More intriguing is the volte-face in Birnbaum’s construction of the nature of artistic practice. The Turin show centered on the melancholic humor historically associated with creative genius. Birnbaum’s title for the 53rd Biennale, “Fare Mondi” or “Making Worlds,” likewise stays aloft in the metaphoric heavens, but this show abjures the temperamental determinism of the dark side for an endorsement of art as an arena of free and enlightened invention. It’s a congenial and utterly elastic big-tent principle. If the Venice exhibition lacks a sense of urgency or revelation, it almost compensates with the sheer clarity and grace of its presentation. Birnbaum intends to validate the creative individual, but the exhibition succeeds largely on the refinement and wit of his selection and positioning of works. It is very much the curator who is making worlds here.
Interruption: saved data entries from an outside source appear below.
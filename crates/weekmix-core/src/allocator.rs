//! Constrained pillar allocation.
//!
//! Themes are resolved one at a time. Each theme draws from its own pool minus
//! the pillars earlier themes already took, and a draw is only kept when every
//! theme still waiting can complete its week without reusing a pillar. Draws
//! that would strand a later theme are rejected and redrawn from scratch; once
//! the retry budget is spent a deterministic fallback takes over.

use std::cmp::Reverse;
use std::collections::HashSet;

use serde::Serialize;
use tracing::{debug, warn};

use crate::catalog::{Catalog, PillarPolicy, ThemeName, ThemePool};
use crate::error::EngineError;
use crate::feasibility::{self, Demand};
use crate::pool::{IndexSource, Pool};
use crate::retry::retry_or_fallback;

/// Where a theme's pillars came from.
#[derive(Debug, Clone, Copy, PartialEq, Eq, Serialize)]
#[serde(rename_all = "kebab-case")]
pub enum PickOrigin {
    Drawn,
    ConfiguredFallback,
    DerivedFallback,
}

/// Per-theme outcome of one allocation pass.
#[derive(Debug, Clone, PartialEq, Eq, Serialize)]
pub struct ThemeReport {
    pub theme: ThemeName,
    pub attempts: u32,
    pub origin: PickOrigin,
}

impl ThemeReport {
    pub fn fell_back(&self) -> bool {
        self.origin != PickOrigin::Drawn
    }
}

/// Resolution record for every scheduled theme, in resolution order.
#[derive(Debug, Clone, Default, PartialEq, Eq, Serialize)]
pub struct AllocationReport {
    pub themes: Vec<ThemeReport>,
}

impl AllocationReport {
    pub fn fallback_count(&self) -> usize {
        self.themes.iter().filter(|report| report.fell_back()).count()
    }

    pub fn fell_back(&self) -> bool {
        self.fallback_count() > 0
    }
}

/// Pillar chosen for every schedule slot, in day order.
#[derive(Debug, Clone, PartialEq, Eq)]
pub struct Allocation {
    pillars: Vec<String>,
    report: AllocationReport,
}

impl Allocation {
    pub fn pillar(&self, day_index: usize) -> Option<&str> {
        self.pillars.get(day_index).map(String::as_str)
    }

    pub fn pillars(&self) -> &[String] {
        &self.pillars
    }

    pub fn report(&self) -> &AllocationReport {
        &self.report
    }

    pub fn into_report(self) -> AllocationReport {
        self.report
    }
}

#[derive(Debug, Clone)]
struct Pick {
    /// One pillar per day of the theme, in day order.
    values: Vec<String>,
    origin: PickOrigin,
}

/// Order in which themes are resolved.
///
/// Unique themes with the most slack (pool size minus demand) go first so the
/// tightest themes are protected by the acceptance check of every theme before
/// them; ties keep schedule order. Independent themes come last.
pub fn resolution_order(catalog: &Catalog) -> Vec<&ThemePool> {
    let mut themes = catalog.scheduled_themes();
    themes.sort_by_key(|theme| {
        let independent = theme.policy == PillarPolicy::Independent;
        let slack = theme
            .pillars
            .len()
            .saturating_sub(catalog.demand(&theme.name));
        (independent, Reverse(slack))
    });
    themes
}

/// Assigns one pillar to every scheduled day.
///
/// Within a unique theme no pillar repeats, no pillar is shared between two
/// themes, and every accepted draw leaves the remaining themes satisfiable.
pub fn allocate(
    catalog: &Catalog,
    max_attempts: u32,
    source: &mut dyn IndexSource,
) -> Result<Allocation, EngineError> {
    let order = resolution_order(catalog);
    let mut consumed: HashSet<String> = HashSet::new();
    let mut assigned: Vec<Option<String>> = vec![None; catalog.schedule().len()];
    let mut report = AllocationReport::default();

    for (position, theme) in order.iter().enumerate() {
        let later = &order[position + 1..];
        let days = catalog.days_for(&theme.name);
        let working = theme.pillars.without(consumed.iter().map(String::as_str));

        let retried = retry_or_fallback(
            max_attempts,
            |_| draw_for(theme, &working, days.len(), &mut *source),
            |pick| leaves_remaining_satisfiable(catalog, later, &consumed, &pick.values),
            || fallback_for(catalog, theme, &working, later, &consumed, days.len()),
        )?;

        let Pick { values, origin } = retried.value;
        if retried.fell_back {
            warn!(
                theme = %theme.name,
                attempts = retried.attempts,
                origin = ?origin,
                pillars = ?values,
                "Retry budget exhausted; using fallback pillars"
            );
        } else {
            debug!(
                theme = %theme.name,
                attempts = retried.attempts,
                pillars = ?values,
                "Accepted pillar draw"
            );
        }

        for (day, value) in days.iter().zip(&values) {
            assigned[*day] = Some(value.clone());
        }
        consumed.extend(values);
        report.themes.push(ThemeReport {
            theme: theme.name.clone(),
            attempts: retried.attempts,
            origin,
        });
    }

    let pillars = assigned
        .into_iter()
        .zip(catalog.schedule())
        .map(|(pillar, slot)| pillar.ok_or_else(|| EngineError::Unsatisfiable(slot.theme.clone())))
        .collect::<Result<Vec<_>, _>>()?;

    Ok(Allocation { pillars, report })
}

fn draw_for(
    theme: &ThemePool,
    working: &Pool,
    days: usize,
    source: &mut dyn IndexSource,
) -> Result<Pick, EngineError> {
    let values = match theme.policy {
        PillarPolicy::Unique => {
            working
                .draw_many(days, source)
                .map_err(EngineError::empty_pool(&theme.name))?
                .0
        }
        PillarPolicy::Independent => (0..days)
            .map(|_| working.sample_one(source))
            .collect::<Result<Vec<_>, _>>()
            .map_err(EngineError::empty_pool(&theme.name))?,
    };
    Ok(Pick {
        values,
        origin: PickOrigin::Drawn,
    })
}

fn leaves_remaining_satisfiable(
    catalog: &Catalog,
    later: &[&ThemePool],
    consumed: &HashSet<String>,
    picked: &[String],
) -> bool {
    if later.is_empty() {
        return true;
    }
    let mut taken = consumed.clone();
    taken.extend(picked.iter().cloned());
    let demands: Vec<Demand<'_>> = later.iter().map(|theme| catalog.demand_of(theme)).collect();
    feasibility::is_satisfiable(&demands, &taken)
}

fn fallback_for(
    catalog: &Catalog,
    theme: &ThemePool,
    working: &Pool,
    later: &[&ThemePool],
    consumed: &HashSet<String>,
    days: usize,
) -> Result<Pick, EngineError> {
    let configured = &theme.fallback;
    if !configured.is_empty()
        && configured.iter().all(|value| working.contains(value))
        && leaves_remaining_satisfiable(catalog, later, consumed, configured)
    {
        return Ok(Pick {
            values: configured.clone(),
            origin: PickOrigin::ConfiguredFallback,
        });
    }
    if !configured.is_empty() {
        warn!(
            theme = %theme.name,
            "Configured fallback pillars are unavailable this week; deriving a replacement"
        );
    }

    let demands: Vec<Demand<'_>> = std::iter::once(theme)
        .chain(later.iter().copied())
        .map(|pending| catalog.demand_of(pending))
        .collect();
    let mut assignment = feasibility::complete_assignment(&demands, consumed)
        .ok_or_else(|| EngineError::Unsatisfiable(theme.name.clone()))?;
    let own = assignment.swap_remove(0);

    let values = match theme.policy {
        PillarPolicy::Unique => own,
        PillarPolicy::Independent => {
            let value = own
                .into_iter()
                .next()
                .ok_or_else(|| EngineError::Unsatisfiable(theme.name.clone()))?;
            vec![value; days]
        }
    };

    Ok(Pick {
        values,
        origin: PickOrigin::DerivedFallback,
    })
}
Birnbaum’s gentlemanly disinclination to engage in generational pandering and identity politics is declared in his choice of the epigraph that heads his catalogue essay, a definition of art by the late Swedish artist Öyvind Fahlström: “Consider art as a way of expressing a fusion of ‘pleasure’ and ‘insight.’ Reach this by impurity, or multiplicity of levels, rather than by reduction.” Multiplicity—not a grand, zeitgeisty overview or a hot new art-world wedge issue—is on Birnbaum’s mind. Accordingly, “Making Worlds” proffers any number of themes—community, domesticity, global trade, consumerism, the scale of nature, monochrome color, cosmic dreaming—sometimes by gathering kindred works in the same area, sometimes by dispersing works associated with a given image or concept so that an idea arrives at critical mass through recurrence rather than concentration.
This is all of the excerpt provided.